Malagasy (spoken in Madagascar)
Most of these languages fall in a branch called MALAYO-POLYNESIAN
JAPANESE: A number of linguists argue that Japanese is ALTAIC; others,
that it is most closely related to AUSTRONESIAN, or that it represents
a mixture of AUSTRONESIAN and ALTAIC elements.
TAI-KADAI: Thai, Lao, and other languages of southern China and
northern Burma. Possibly related to AUSTRONESIAN.
An outdated hypothesis that TAI is part of SINO-TIBETAN is still
often found in reference works and introductory texts.
AUSTRALIA: the Aboriginal languages of Australia are conservatively
classified into 26 families, the largest being PAMA-NYUNGAN, consisting
of about 200 languages originally spoken over 80-90% of Australia.
A large number of language families are found in North and South America.
There are numerous proposals which group these into larger units, some of
which will probably be demonstrated in time. To date no New World language
has been proven to be related to any Old World family. The larger North
American families include:
ESKIMO-ALEUT: two Eskimo languages and Aleut.
ATHAPASKAN: most of the languages of Alaska and northwestern Canada,
also includes Navajo and Apache. Eyak (in Alaska) is related to
Athapaskan; some linguists put these together with Tlingit and Haida
in a NA-DENE family.
ALGONQUIAN: most of Canada and the Northeastern U.S., includes
Cree, Ojibwa, Cheyenne, Blackfoot
IROQUOIAN: the languages of NY state (Mohawk, Onondaga, etc.) and Cherokee
SIOUAN: includes Dakota/Lakhota and other languages of the Plains
and Southeast U.S.
MUSKOGEAN: Choctaw, Alabama, Creek, Mikasuki (Seminole) and other
languages of the southeast U.S.
UTO-AZTECAN: a large family in Mexico and the Southwestern U.S.,
includes Nahuatl (Aztec), Hopi, Comanche, Paiute, etc.
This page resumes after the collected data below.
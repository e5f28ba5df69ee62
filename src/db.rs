use crate::config::AppConfig;
use migrations::{Migrator, MigratorTrait};
use sea_orm::{ConnectOptions, ConnectionTrait, Database, DatabaseConnection, DbErr};
use std::time::Duration;
use tracing::{debug, error, info};

/// Type alias for a database connection pool
pub type DbPool = DatabaseConnection;

/// Configuration for database connection
#[derive(Debug, Clone)]
pub struct DbConfig {
    /// Database connection URL
    pub url: String,
    /// Maximum number of connections
    pub max_connections: u32,
    /// Minimum number of connections
    pub min_connections: u32,
    /// Connection timeout duration
    pub connect_timeout: Duration,
    /// Acquire connection timeout
    pub acquire_timeout: Duration,
    /// Idle timeout duration
    pub idle_timeout: Duration,
}

impl Default for DbConfig {
    fn default() -> Self {
        Self {
            url: String::new(),
            max_connections: 10,
            min_connections: 1,
            connect_timeout: Duration::from_secs(30),
            acquire_timeout: Duration::from_secs(8),
            idle_timeout: Duration::from_secs(600),
        }
    }
}

impl From<&AppConfig> for DbConfig {
    fn from(cfg: &AppConfig) -> Self {
        Self {
            url: cfg.database_url.clone(),
            max_connections: cfg.db_max_connections,
            min_connections: cfg.db_min_connections,
            connect_timeout: Duration::from_secs(cfg.db_connect_timeout_secs),
            acquire_timeout: Duration::from_secs(cfg.db_acquire_timeout_secs),
            idle_timeout: Duration::from_secs(cfg.db_idle_timeout_secs),
        }
    }
}

/// Establishes a connection pool to the database with custom configuration
pub async fn establish_connection_with_config(config: &DbConfig) -> Result<DbPool, DbErr> {
    debug!(
        max_connections = config.max_connections,
        min_connections = config.min_connections,
        "Configuring database connection"
    );

    let mut opt = ConnectOptions::new(config.url.clone());
    opt.max_connections(config.max_connections)
        .min_connections(config.min_connections)
        .connect_timeout(config.connect_timeout)
        .acquire_timeout(config.acquire_timeout)
        .idle_timeout(config.idle_timeout)
        .sqlx_logging(false);

    let pool = Database::connect(opt).await.map_err(|e| {
        error!("Database connection failed: {}", e);
        e
    })?;

    info!(
        backend = ?pool.get_database_backend(),
        "Database connection pool established"
    );
    Ok(pool)
}

/// Establish DB pool using AppConfig tuning
pub async fn establish_connection_from_app_config(cfg: &AppConfig) -> Result<DbPool, DbErr> {
    let db_cfg: DbConfig = cfg.into();
    establish_connection_with_config(&db_cfg).await
}

/// Single-connection in-memory SQLite pool, used by tests and local demos.
pub async fn connect_in_memory() -> Result<DbPool, DbErr> {
    establish_connection_with_config(&DbConfig {
        url: "sqlite::memory:".to_string(),
        max_connections: 1,
        min_connections: 1,
        ..Default::default()
    })
    .await
}

/// Applies every pending schema migration. Safe to call on every start.
pub async fn run_migrations(pool: &DbPool) -> Result<(), DbErr> {
    info!("Running database migrations");
    let start = std::time::Instant::now();

    let result = Migrator::up(pool, None).await;

    let elapsed = start.elapsed();
    match &result {
        Ok(_) => info!("Database migrations completed in {:?}", elapsed),
        Err(e) => error!("Database migrations failed after {:?}: {}", elapsed, e),
    }

    result
}

/// Checks if the database connection is active
pub async fn check_connection(pool: &DbPool) -> Result<(), DbErr> {
    pool.ping().await
}

#[cfg(test)]
mod tests {
    use super::*;

    #[tokio::test]
    async fn in_memory_pool_migrates_and_pings() {
        let pool = connect_in_memory().await.expect("connect");
        run_migrations(&pool).await.expect("migrate");
        check_connection(&pool).await.expect("ping");
    }

    #[tokio::test]
    async fn migrations_are_rerunnable() {
        let pool = connect_in_memory().await.expect("connect");
        run_migrations(&pool).await.expect("first run");
        run_migrations(&pool).await.expect("second run");

        let pending = Migrator::get_pending_migrations(&pool).await.expect("status");
        assert!(pending.is_empty());
    }
}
SALISH: languages of Washington and British Columbia
HOKAN: languages of California and Mexico; a controversial grouping
PENUTIAN: languages of California and Oregon; also controversial
Work on documentation and classification of South American languages still
has a long way to go. Generally recognized families include:
ARAWAKAN, TUCANOAN, TUPI-GUARANI (including Guarani, a national language
of Paraguay), CARIBAN, ANDEAN (including Quechua and Aymara)
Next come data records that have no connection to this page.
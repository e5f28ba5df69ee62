use std::collections::HashMap;
use std::sync::Arc;

use chrono::NaiveDate;
use rust_decimal::Decimal;
use sea_orm::{
    sea_query::Expr, ActiveModelTrait, ColumnTrait, ConnectionTrait, DatabaseTransaction,
    EntityTrait, QueryFilter, QueryOrder, Set, TransactionTrait,
};
use serde::{Deserialize, Serialize};
use tracing::{info, instrument};
use utoipa::ToSchema;
use validator::Validate;

use crate::{
    db::DbPool,
    entities::{
        money,
        order::{self, Entity as Order, OrderStatus},
        order_item::{self, Entity as OrderItem},
        product::{self, Entity as Product},
    },
    errors::ServiceError,
};

/// Request body for placing a single-product order
#[derive(Debug, Clone, Serialize, Deserialize, Validate, ToSchema)]
pub struct PlaceOrderRequest {
    #[schema(example = 1)]
    pub product_id: i32,
    #[validate(range(min = 1, max = 1000))]
    #[schema(example = 2)]
    pub quantity: i32,
}

#[derive(Debug, Clone, PartialEq, Serialize, Deserialize, ToSchema)]
pub struct OrderLine {
    pub order_item_id: i32,
    pub product_id: i32,
    pub quantity: i32,
    #[schema(value_type = String)]
    pub unit_price: Decimal,
    #[schema(value_type = String)]
    pub line_total: Decimal,
}

impl From<order_item::Model> for OrderLine {
    fn from(item: order_item::Model) -> Self {
        Self {
            line_total: money(item.line_total()),
            order_item_id: item.order_item_id,
            product_id: item.product_id,
            quantity: item.quantity,
            unit_price: money(item.unit_price),
        }
    }
}

/// Order with its lines and computed total
#[derive(Debug, Clone, PartialEq, Serialize, Deserialize, ToSchema)]
pub struct OrderDetails {
    pub order_id: i32,
    pub customer_id: i32,
    #[schema(value_type = String, format = Date)]
    pub order_date: NaiveDate,
    pub status: OrderStatus,
    pub items: Vec<OrderLine>,
    #[schema(value_type = String)]
    pub total: Decimal,
}

impl OrderDetails {
    fn assemble(order: order::Model, items: Vec<order_item::Model>) -> Self {
        let items: Vec<OrderLine> = items.into_iter().map(OrderLine::from).collect();
        let total = money(items.iter().map(|line| line.line_total).sum::<Decimal>());
        Self {
            order_id: order.order_id,
            customer_id: order.customer_id,
            order_date: order.order_date,
            status: order.status,
            items,
            total,
        }
    }
}

/// Service for placing and reading orders
#[derive(Clone)]
pub struct OrderService {
    db_pool: Arc<DbPool>,
}

impl OrderService {
    pub fn new(db_pool: Arc<DbPool>) -> Self {
        Self { db_pool }
    }

    /// Places an order for one product. Stock is checked and decremented in
    /// the same transaction that writes the order.
    #[instrument(skip(self))]
    pub async fn place_order(
        &self,
        customer_id: i32,
        request: PlaceOrderRequest,
    ) -> Result<OrderDetails, ServiceError> {
        request.validate()?;
        let txn = self.db_pool.begin().await?;

        let (order, item) = match write_order(&txn, customer_id, &request).await {
            Ok(written) => written,
            Err(e) => {
                txn.rollback().await?;
                return Err(e);
            }
        };
        txn.commit().await?;

        info!(
            order_id = order.order_id,
            customer_id,
            product_id = request.product_id,
            quantity = request.quantity,
            "Order placed"
        );
        Ok(OrderDetails::assemble(order, vec![item]))
    }

    /// Order history for one customer, newest first
    #[instrument(skip(self))]
    pub async fn list_orders_for_customer(
        &self,
        customer_id: i32,
    ) -> Result<Vec<OrderDetails>, ServiceError> {
        let orders = Order::find()
            .filter(order::Column::CustomerId.eq(customer_id))
            .order_by_desc(order::Column::OrderDate)
            .order_by_desc(order::Column::OrderId)
            .all(&*self.db_pool)
            .await?;
        with_items(&*self.db_pool, orders).await
    }

    /// Every order in the store, newest first
    #[instrument(skip(self))]
    pub async fn list_all_orders(&self) -> Result<Vec<OrderDetails>, ServiceError> {
        let orders = Order::find()
            .order_by_desc(order::Column::OrderDate)
            .order_by_desc(order::Column::OrderId)
            .all(&*self.db_pool)
            .await?;
        with_items(&*self.db_pool, orders).await
    }

    /// Reads one order. Only its owner or an admin may see it.
    #[instrument(skip(self))]
    pub async fn get_order(
        &self,
        order_id: i32,
        requester_id: i32,
        requester_is_admin: bool,
    ) -> Result<OrderDetails, ServiceError> {
        let order = Order::find_by_id(order_id)
            .one(&*self.db_pool)
            .await?
            .ok_or_else(|| ServiceError::NotFound("Order not found".to_string()))?;

        if order.customer_id != requester_id && !requester_is_admin {
            return Err(ServiceError::Forbidden(
                "Not allowed to view this order".to_string(),
            ));
        }

        let mut details = with_items(&*self.db_pool, vec![order]).await?;
        details
            .pop()
            .ok_or_else(|| ServiceError::InternalError("Order vanished while loading".to_string()))
    }
}

async fn write_order(
    txn: &DatabaseTransaction,
    customer_id: i32,
    request: &PlaceOrderRequest,
) -> Result<(order::Model, order_item::Model), ServiceError> {
    let product = Product::find_by_id(request.product_id)
        .one(txn)
        .await?
        .ok_or_else(|| ServiceError::NotFound("Product not found".to_string()))?;

    if product.stock_quantity < request.quantity {
        return Err(insufficient_stock(&product, request.quantity));
    }

    // Conditional decrement so a concurrent order cannot oversell
    let decremented = Product::update_many()
        .col_expr(
            product::Column::StockQuantity,
            Expr::col(product::Column::StockQuantity).sub(request.quantity),
        )
        .filter(product::Column::ProductId.eq(product.product_id))
        .filter(product::Column::StockQuantity.gte(request.quantity))
        .exec(txn)
        .await?;
    if decremented.rows_affected != 1 {
        return Err(insufficient_stock(&product, request.quantity));
    }

    let order = order::ActiveModel {
        customer_id: Set(customer_id),
        status: Set(OrderStatus::Pending),
        ..Default::default()
    }
    .insert(txn)
    .await
    .map_err(|e| ServiceError::from_db_with_conflict(e, "Customer does not exist"))?;

    let item = order_item::ActiveModel {
        order_id: Set(order.order_id),
        product_id: Set(product.product_id),
        quantity: Set(request.quantity),
        unit_price: Set(product.price),
        ..Default::default()
    }
    .insert(txn)
    .await?;

    Ok((order, item))
}

fn insufficient_stock(product: &product::Model, requested: i32) -> ServiceError {
    ServiceError::InsufficientStock(format!(
        "product {} has {} in stock, {} requested",
        product.product_id, product.stock_quantity, requested
    ))
}

async fn with_items<C>(db: &C, orders: Vec<order::Model>) -> Result<Vec<OrderDetails>, ServiceError>
where
    C: ConnectionTrait,
{
    if orders.is_empty() {
        return Ok(Vec::new());
    }

    let ids: Vec<i32> = orders.iter().map(|o| o.order_id).collect();
    let mut items_by_order: HashMap<i32, Vec<order_item::Model>> = HashMap::new();
    for item in OrderItem::find()
        .filter(order_item::Column::OrderId.is_in(ids))
        .order_by_asc(order_item::Column::OrderItemId)
        .all(db)
        .await?
    {
        items_by_order.entry(item.order_id).or_default().push(item);
    }

    Ok(orders
        .into_iter()
        .map(|order| {
            let items = items_by_order.remove(&order.order_id).unwrap_or_default();
            OrderDetails::assemble(order, items)
        })
        .collect())
}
LANGUAGE ISOLATES: A number of languages around the world have never been
successfully shown to be related to any others-- in at least some cases
because any related languages have long been extinct. The most famous
isolate is Basque, spoken in northern Spain and southern France; it is
apparently a survival from before the Indo-Europeanization of Europe.